Soğuk ve karlı bir gecede, bir işadamıyla sekreteri yollarını kaybeder. Arabadan inerek, uzun bir yürüyüş sonunda terk edilmiş bir kulübe bulurlar. Kulübede bir yatak, uyku tulumu ve bir sürü battaniye vardır. Centilmen işadamı, yatağı sekreterine verir ve kendisi de uyku tulumuna girer.

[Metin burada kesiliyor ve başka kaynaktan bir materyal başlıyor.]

//! Per-folder record of indexed files with content-change fingerprints.
//! Persists `index_metadata.json` under a process-wide lock, since full
//! replacement of a folder's file map is the only supported update.

use chrono::Utc;
use parking_lot::Mutex;
use serde::{Deserialize, Serialize};
use std::collections::HashMap;
use std::path::{Path, PathBuf};

#[derive(Debug, Clone, Serialize, Deserialize)]
pub struct FileEntry {
    pub hash: String,
    pub chunks: usize,
    pub indexed_at: String,
}

#[derive(Debug, Clone, Serialize, Deserialize)]
pub struct IndexEntry {
    pub id: String,
    pub path: String,
    pub indexed_at: String,
    pub file_count: usize,
    pub files: HashMap<String, FileEntry>,
}

#[derive(Debug, Clone, Serialize, Deserialize, Default)]
pub struct Metadata {
    pub indexes: Vec<IndexEntry>,
}

#[derive(Debug, Clone)]
pub struct FileDescriptor {
    pub path: String,
}

pub struct MetadataStore {
    path: PathBuf,
    state: Mutex<Metadata>,
}

impl MetadataStore {
    pub fn open(path: impl Into<PathBuf>) -> std::io::Result<Self> {
        let path = path.into();
        let state = if path.exists() {
            let content = std::fs::read_to_string(&path)?;
            serde_json::from_str(&content).unwrap_or_default()
        } else {
            Metadata::default()
        };
        Ok(Self {
            path,
            state: Mutex::new(state),
        })
    }

    fn save_locked(&self, metadata: &Metadata) -> std::io::Result<()> {
        if let Some(parent) = self.path.parent() {
            std::fs::create_dir_all(parent)?;
        }
        let content = serde_json::to_string_pretty(metadata).expect("Metadata always serializes");
        std::fs::write(&self.path, content)
    }

    /// Deterministic 8-hex-character digest of a folder path, matching the
    /// id format used by the on-disk metadata file.
    pub fn index_id(folder_path: &str) -> String {
        let digest = md5::compute(folder_path.as_bytes());
        format!("{:x}", digest)[..8].to_string()
    }

    pub fn find_or_create_index(&self, folder_path: &str) -> IndexEntry {
        let mut state = self.state.lock();
        if let Some(existing) = state.indexes.iter().find(|idx| idx.path == folder_path) {
            return existing.clone();
        }
        let entry = IndexEntry {
            id: Self::index_id(folder_path),
            path: folder_path.to_string(),
            indexed_at: Utc::now().to_rfc3339(),
            file_count: 0,
            files: HashMap::new(),
        };
        state.indexes.push(entry.clone());
        let _ = self.save_locked(&state);
        entry
    }

    pub fn update_index_metadata(&self, folder_path: &str, files: HashMap<String, FileEntry>) {
        let mut state = self.state.lock();
        for idx in state.indexes.iter_mut() {
            if idx.path == folder_path {
                idx.indexed_at = Utc::now().to_rfc3339();
                idx.file_count = files.len();
                idx.files = files;
                break;
            }
        }
        let _ = self.save_locked(&state);
    }

    pub fn delete_index(&self, index_id: &str) {
        let mut state = self.state.lock();
        state.indexes.retain(|idx| idx.id != index_id);
        let _ = self.save_locked(&state);
    }

    pub fn all_indexes(&self) -> Vec<IndexEntry> {
        self.state.lock().indexes.clone()
    }

    /// Classify `all_files` against the stored map for `folder_path` into
    /// `(to_index, unchanged, deleted)`.
    pub fn get_files_needing_index(
        &self,
        folder_path: &str,
        all_files: &[FileDescriptor],
    ) -> (Vec<FileDescriptor>, Vec<FileDescriptor>, Vec<String>) {
        let state = self.state.lock();
        let existing = state.indexes.iter().find(|idx| idx.path == folder_path);

        let Some(existing) = existing else {
            return (all_files.to_vec(), Vec::new(), Vec::new());
        };

        let mut to_index = Vec::new();
        let mut unchanged = Vec::new();

        for file in all_files {
            let current_hash = fingerprint(&file.path);
            match existing.files.get(&file.path) {
                None => to_index.push(file.clone()),
                Some(entry) if Some(entry.hash.clone()) != current_hash => {
                    to_index.push(file.clone())
                }
                Some(_) => unchanged.push(file.clone()),
            }
        }

        let current_paths: std::collections::HashSet<&str> =
            all_files.iter().map(|f| f.path.as_str()).collect();
        let deleted: Vec<String> = existing
            .files
            .keys()
            .filter(|p| !current_paths.contains(p.as_str()))
            .cloned()
            .collect();

        (to_index, unchanged, deleted)
    }
}

impl Clone for FileDescriptor {
    fn clone(&self) -> Self {
        Self {
            path: self.path.clone(),
        }
    }
}

/// `"{size}_{mtime_seconds}"`; missing file is treated as "needs reindex".
pub fn fingerprint(path: &str) -> Option<String> {
    let meta = std::fs::metadata(path).ok()?;
    let mtime = meta
        .modified()
        .ok()?
        .duration_since(std::time::UNIX_EPOCH)
        .ok()?
        .as_secs();
    Some(format!("{}_{}", meta.len(), mtime))
}

#[cfg(test)]
mod tests {
    use super::*;
    use std::io::Write;

    #[test]
    fn find_or_create_is_idempotent() {
        let dir = tempfile::tempdir().unwrap();
        let store = MetadataStore::open(dir.path().join("index_metadata.json")).unwrap();
        let a = store.find_or_create_index("/test/folder");
        let b = store.find_or_create_index("/test/folder");
        assert_eq!(a.id, b.id);
        assert_eq!(store.all_indexes().len(), 1);
    }

    #[test]
    fn index_id_is_deterministic_digest() {
        assert_eq!(
            MetadataStore::index_id("/test/folder"),
            MetadataStore::index_id("/test/folder")
        );
        assert_eq!(MetadataStore::index_id("/test/folder").len(), 8);
    }

    #[test]
    fn classifies_new_unchanged_and_deleted() {
        let dir = tempfile::tempdir().unwrap();
        let store = MetadataStore::open(dir.path().join("index_metadata.json")).unwrap();

        let file_path = dir.path().join("f.txt");
        let mut f = std::fs::File::create(&file_path).unwrap();
        f.write_all(b"hello").unwrap();
        drop(f);
        let path_str = file_path.to_string_lossy().to_string();

        store.find_or_create_index(dir.path().to_str().unwrap());
        let hash = fingerprint(&path_str).unwrap();
        let mut files = HashMap::new();
        files.insert(
            path_str.clone(),
            FileEntry {
                hash,
                chunks: 1,
                indexed_at: Utc::now().to_rfc3339(),
            },
        );
        store.update_index_metadata(dir.path().to_str().unwrap(), files);

        let all = vec![
            FileDescriptor { path: path_str.clone() },
            FileDescriptor {
                path: "new.txt".to_string(),
            },
        ];
        let (to_index, unchanged, _deleted) =
            store.get_files_needing_index(dir.path().to_str().unwrap(), &all);
        assert_eq!(unchanged.len(), 1);
        assert_eq!(to_index.len(), 1);
        assert_eq!(to_index[0].path, "new.txt");
    }

    #[test]
    fn no_existing_index_means_everything_needs_indexing() {
        let dir = tempfile::tempdir().unwrap();
        let store = MetadataStore::open(dir.path().join("index_metadata.json")).unwrap();
        let all = vec![FileDescriptor {
            path: "a.txt".to_string(),
        }];
        let (to_index, unchanged, deleted) = store.get_files_needing_index("/nope", &all);
        assert_eq!(to_index.len(), 1);
        assert!(unchanged.is_empty());
        assert!(deleted.is_empty());
    }
}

Tam uyumak üzereyken, sekreterinin sesini duyar: "Efendim ben çok üşüyorum." Adam fermuarı açar, uyku tulumundan çıkar, bir battaniye alıp kadının üzerini örter; tekrar uyku tulumuna girer.
Tam uyumak üzereyken, gene sekreterinin sesini duyar: "Ben hâlâ çok üşüyorum."
Aynı işlem birkaç defa tekrarlanır. Adam her seferinde uyku tulumundan çıkarak kızın üzerine battaniye örter ama sekreterin üşümesi sona ermez. Tam uykuya dalacağı sırada, gene "Çok üşüyorum" sözünü duyan patron yattığı yerden seslenir: "Burası ıssız. Nasıl olsa kimse görmez duymaz. Evliymişiz gibi davranabiliriz." Genç kadın kıkırdar; teklif hoşuna gitmiştir.
Adam yattığı yerden avazı çıktığı kadar bağırır: "Öyleyse kalk ve kahrolası battaniyeyi kendin al."